- **THE PROBLEM**: Report back the lines in this listing that carry the string "ExecutionError".

(EXERCISE INPUT Opens)

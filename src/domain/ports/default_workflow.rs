//! Default workflow provider port.

use crate::domain::models::{humanize_step_name, LEGACY_STEP_FIELDS};

/// Supplies the fallback step list for owners without a workflow and
/// display names for steps that have none.
pub trait DefaultWorkflowProvider: Send + Sync {
    /// Step identifiers used when the owner has no workflow row.
    fn default_steps(&self) -> Vec<String>;

    /// Human-readable name for a step identifier.
    fn display_name(&self, step_name: &str) -> String {
        humanize_step_name(step_name)
    }
}

/// The fifteen legacy authoring steps in their historical order.
#[derive(Debug, Clone, Copy, Default)]
pub struct LegacyDefaultWorkflow;

impl DefaultWorkflowProvider for LegacyDefaultWorkflow {
    fn default_steps(&self) -> Vec<String> {
        LEGACY_STEP_FIELDS.iter().map(|s| (*s).to_string()).collect()
    }
}
//! SQLite database migration management.

use sqlx::{Executor, SqlitePool};
use thiserror::Error;
use tracing::info;

#[derive(Debug, Error)]
pub enum MigrationError {
    #[error("Failed to execute migration {version}: {source}")]
    ExecutionError { version: i64, #[source] source: sqlx::Error },
    #[error("Failed to get schema version: {0}")]
    VersionCheckError(#[source] sqlx::Error),
}

#[derive(Debug, Clone)]
pub struct Migration {
    pub version: i64,
    pub description: String,
    pub sql: String,
}

pub struct Migrator {
    pool: SqlitePool,
}

impl Migrator {
    pub fn new(pool: SqlitePool) -> Self {
        Self { pool }
    }

    /// Apply every migration newer than the recorded schema version.
    ///
    /// Returns the number of migrations applied.
    pub async fn run_embedded_migrations(&self, migrations: Vec<Migration>) -> Result<usize, MigrationError> {
        self.ensure_migrations_table().await?;
        let current_version = self.get_current_version().await?;
        let mut pending: Vec<_> = migrations.into_iter().filter(|m| m.version > current_version).collect();
        pending.sort_by_key(|m| m.version);

        if pending.is_empty() {
            return Ok(0);
        }

        for migration in &pending {
            self.apply_migration(migration).await?;
            info!(version = migration.version, description = %migration.description, "applied migration");
        }

        Ok(pending.len())
    }

    async fn ensure_migrations_table(&self) -> Result<(), MigrationError> {
        sqlx::query(
            "CREATE TABLE IF NOT EXISTS schema_migrations (
                version INTEGER PRIMARY KEY,
                applied_at TEXT NOT NULL DEFAULT (datetime('now')),
                description TEXT
            )"
        )
        .execute(&self.pool)
        .await
        .map_err(|e| MigrationError::ExecutionError { version: 0, source: e })?;
        Ok(())
    }

    pub async fn get_current_version(&self) -> Result<i64, MigrationError> {
        let result: Option<(i64,)> = sqlx::query_as("SELECT COALESCE(MAX(version), 0) FROM schema_migrations")
            .fetch_optional(&self.pool)
            .await
            .map_err(MigrationError::VersionCheckError)?;
        Ok(result.map(|(v,)| v).unwrap_or(0))
    }

    async fn apply_migration(&self, migration: &Migration) -> Result<(), MigrationError> {
        let to_error = |e: sqlx::Error| MigrationError::ExecutionError { version: migration.version, source: e };

        let mut tx = self.pool.begin().await.map_err(to_error)?;
        (&mut *tx).execute(migration.sql.as_str()).await.map_err(to_error)?;
        sqlx::query("INSERT INTO schema_migrations (version, description) VALUES (?, ?)")
            .bind(migration.version)
            .bind(&migration.description)
            .execute(&mut *tx)
            .await
            .map_err(to_error)?;
        tx.commit().await.map_err(to_error)?;
        Ok(())
    }
}

pub fn initial_schema_migration() -> Migration {
    Migration {
        version: 1,
        description: "Initial schema".to_string(),
        sql: include_str!("../../../migrations/001_initial_schema.sql").to_string(),
    }
}

pub fn seed_default_template_migration() -> Migration {
    Migration {
        version: 2,
        description: "Seed default workflow template".to_string(),
        sql: include_str!("../../../migrations/002_seed_default_template.sql").to_string(),
    }
}

pub fn legacy_authoring_migration() -> Migration {
    Migration {
        version: 3,
        description: "Legacy authoring table".to_string(),
        sql: include_str!("../../../migrations/003_legacy_authoring.sql").to_string(),
    }
}

pub fn all_embedded_migrations() -> Vec<Migration> {
    vec![
        initial_schema_migration(),
        seed_default_template_migration(),
        legacy_authoring_migration(),
    ]
}

#[cfg(test)]
mod tests {
    use super::*;
    use crate::adapters::sqlite::create_test_pool;

    #[tokio::test]
    async fn test_migrations_apply_once() {
        let pool = create_test_pool().await.unwrap();
        let migrator = Migrator::new(pool.clone());

        let applied = migrator.run_embedded_migrations(all_embedded_migrations()).await.unwrap();
        assert_eq!(applied, 3);
        assert_eq!(migrator.get_current_version().await.unwrap(), 3);

        let again = migrator.run_embedded_migrations(all_embedded_migrations()).await.unwrap();
        assert_eq!(again, 0);
    }

    #[tokio::test]
    async fn test_default_template_is_seeded() {
        let pool = create_test_pool().await.unwrap();
        Migrator::new(pool.clone())
            .run_embedded_migrations(all_embedded_migrations())
            .await
            .unwrap();

        let (count,): (i64,) = sqlx::query_as(
            "SELECT COUNT(*) FROM workflow_template_steps s
             JOIN workflow_templates t ON t.id = s.template_id WHERE t.is_default = 1",
        )
        .fetch_one(&pool)
        .await
        .unwrap();
        assert_eq!(count, 15);
    }
}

(EXERCISE INPUT Closes)

- **SOLUTION TO THE PROBLEM**:
    ExecutionError { version: i64, #[source] source: sqlx::Error },
        .map_err(|e| MigrationError::ExecutionError { version: 0, source: e })?;
        let to_error = |e: sqlx::Error| MigrationError::ExecutionError { version: migration.version, source: e };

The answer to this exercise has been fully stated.